上述の減価償却とあわせて損益通算を行えば、不動産投資の納税額をさらに抑えることができるのです。

節税効果が高いのは中古物件

不動産投資による節税効果をうまく発揮するには、投資先の物件選びが特に重要です。一般的には、節税効果は新築物件よりも中古物件の方が高い傾向にあります。

理由は、耐用年数が短いから

減価償却期間内においては、新築物件よりも中古物件の方が減価償却による節税効果は高い傾向にあります。減価償却額は、物件の購入価格を耐用年数で割ることで算出されます。また、一般的には新築物件よりも中古物件の方が耐用年数は短いことが多いため、故に中古物件の方が1年あたりの減価償却額を高く算出することができ、高い節税効果を期待できるのです。

しかし、耐用年数が短ければ短いから良いということではないため注意が必要です。耐用年数が短いということは、その分、節税効果を得られる期間も短くなるということです。長期的な視点で見て、どれだけの節税効果が見られるかをしっかり吟味して投資する不動産を選択する必要があります。

長く持ちすぎない

前述の通り、不動産には耐用年数というものがあり、耐用年数期間内でのみ節税効果を得ることができます。
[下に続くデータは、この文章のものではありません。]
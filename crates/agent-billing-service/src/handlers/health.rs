//! Health check handlers.

use axum::Json;
use serde::Serialize;

/// Health check response.
#[derive(Debug, Serialize)]
pub struct HealthResponse {
    /// Service status.
    pub status: String,
    /// Service name.
    pub service: String,
    /// Service version.
    pub version: String,
}

/// Health check endpoint.
pub async fn health() -> Json<HealthResponse> {
    Json(HealthResponse {
        status: "ok".to_string(),
        service: "agent-billing".to_string(),
        version: env!("CARGO_PKG_VERSION").to_string(),
    })
}
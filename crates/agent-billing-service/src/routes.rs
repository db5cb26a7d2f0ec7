//! Router configuration.
//!
//! This module sets up the Axum router with all routes and middleware.

use std::sync::Arc;
use std::time::Duration;

use axum::routing::{get, post};
use axum::Router;
use tower::limit::ConcurrencyLimitLayer;
use tower_http::cors::{Any, CorsLayer};
use tower_http::limit::RequestBodyLimitLayer;
use tower_http::timeout::TimeoutLayer;
use tower_http::trace::TraceLayer;

use crate::handlers::{checkout, credits, health, plans, webhooks};
use crate::state::AppState;

/// Maximum concurrent requests for consumption endpoints.
/// The agent runtime reports every interaction, so this is the hot path.
const USAGE_MAX_CONCURRENT_REQUESTS: usize = 100;

/// Maximum concurrent requests for general API endpoints.
const API_MAX_CONCURRENT_REQUESTS: usize = 50;

/// Create the service router with all routes and middleware.
///
/// # Routes
///
/// ## Public
/// - `GET /health` - Health check
///
/// ## Ledger (Service API Key auth)
/// - `GET /v1/plans` - Plan catalog
/// - `POST /v1/users/:user_id/customer` - Get or create billing customer
/// - `GET /v1/users/:user_id/balance` - Current balance
/// - `GET /v1/users/:user_id/transactions` - Ledger history
/// - `POST /v1/users/:user_id/initial-credits` - One-time signup grant
/// - `POST /v1/users/:user_id/checkout/subscription` - Subscription checkout
/// - `POST /v1/users/:user_id/checkout/credits` - Credit top-up checkout
///
/// ## Usage (Service API Key auth, own concurrency limit)
/// - `POST /v1/users/:user_id/consume` - Consume credits
/// - `POST /v1/users/:user_id/check` - Sufficient-balance check
///
/// ## Webhooks (Signature verification)
/// - `POST /webhooks/stripe` - Stripe webhooks
pub fn create_router(state: AppState) -> Router {
    // Extract config values before moving state
    let cors_origins = state.config.cors_origins.clone();
    let max_body_bytes = state.config.max_body_bytes;
    let request_timeout_seconds = state.config.request_timeout_seconds;

    let cors = build_cors_layer(&cors_origins);

    let state = Arc::new(state);

    let usage_routes = Router::new()
        .route("/users/:user_id/consume", post(credits::consume_credits))
        .route("/users/:user_id/check", post(credits::check_balance))
        .layer(ConcurrencyLimitLayer::new(USAGE_MAX_CONCURRENT_REQUESTS));

    let api_routes = Router::new()
        .route("/plans", get(plans::list_plans))
        .route("/users/:user_id/customer", post(credits::ensure_customer))
        .route("/users/:user_id/balance", get(credits::get_balance))
        .route("/users/:user_id/transactions", get(credits::list_transactions))
        .route(
            "/users/:user_id/initial-credits",
            post(credits::grant_initial_credits),
        )
        .route(
            "/users/:user_id/checkout/subscription",
            post(checkout::subscription_checkout),
        )
        .route(
            "/users/:user_id/checkout/credits",
            post(checkout::credit_checkout),
        )
        .layer(ConcurrencyLimitLayer::new(API_MAX_CONCURRENT_REQUESTS))
        .merge(usage_routes);

    Router::new()
        // Health (public, no rate limit)
        .route("/health", get(health::health))
        .nest("/v1", api_routes)
        // Webhooks (no rate limit - controlled by Stripe)
        .route("/webhooks/stripe", post(webhooks::stripe_webhook))
        // Global middleware
        .layer(TraceLayer::new_for_http())
        .layer(cors)
        .layer(RequestBodyLimitLayer::new(max_body_bytes))
        .layer(TimeoutLayer::new(Duration::from_secs(
            request_timeout_seconds,
        )))
        .with_state(state)
}

/// Build the CORS layer from configured origins.
fn build_cors_layer(origins: &[String]) -> CorsLayer {
    if origins.iter().any(|o| o == "*") {
        CorsLayer::new()
            .allow_origin(Any)
            .allow_methods(Any)
            .allow_headers(Any)
    } else {
        let origins: Vec<_> = origins.iter().filter_map(|o| o.parse().ok()).collect();

        CorsLayer::new()
            .allow_origin(origins)
            .allow_methods(Any)
            .allow_headers(Any)
    }
}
そのため、長く保有しすぎると、いずれ節税効果を得られない時期がやってきます。

耐用年数を大幅にすぎた物件は、需要が低く、買い手が見つからないといった状況に陥ってしまう可能性もあります。よって、耐用年数の間で売却してしまうのをおすすめします。

売却を急ぎすぎない

逆に、早すぎる売却もまた損してしまう可能性があります。

不動産を売却する際、一般には「譲渡所得税」がかかります。その税率は、所有期間の長さによって決まり、取得から5年以内に売却する場合は「短期譲渡所得」、5年を超えてからの場合は「長期譲渡所得」がかかります。

短期譲渡所得の税率は、長期譲渡所得の税率の約2倍に設定されているため、売却を急ぎすぎてしまうと、節税どころかかえって多く税を納めなければならなくなってしまうため注意が必要です。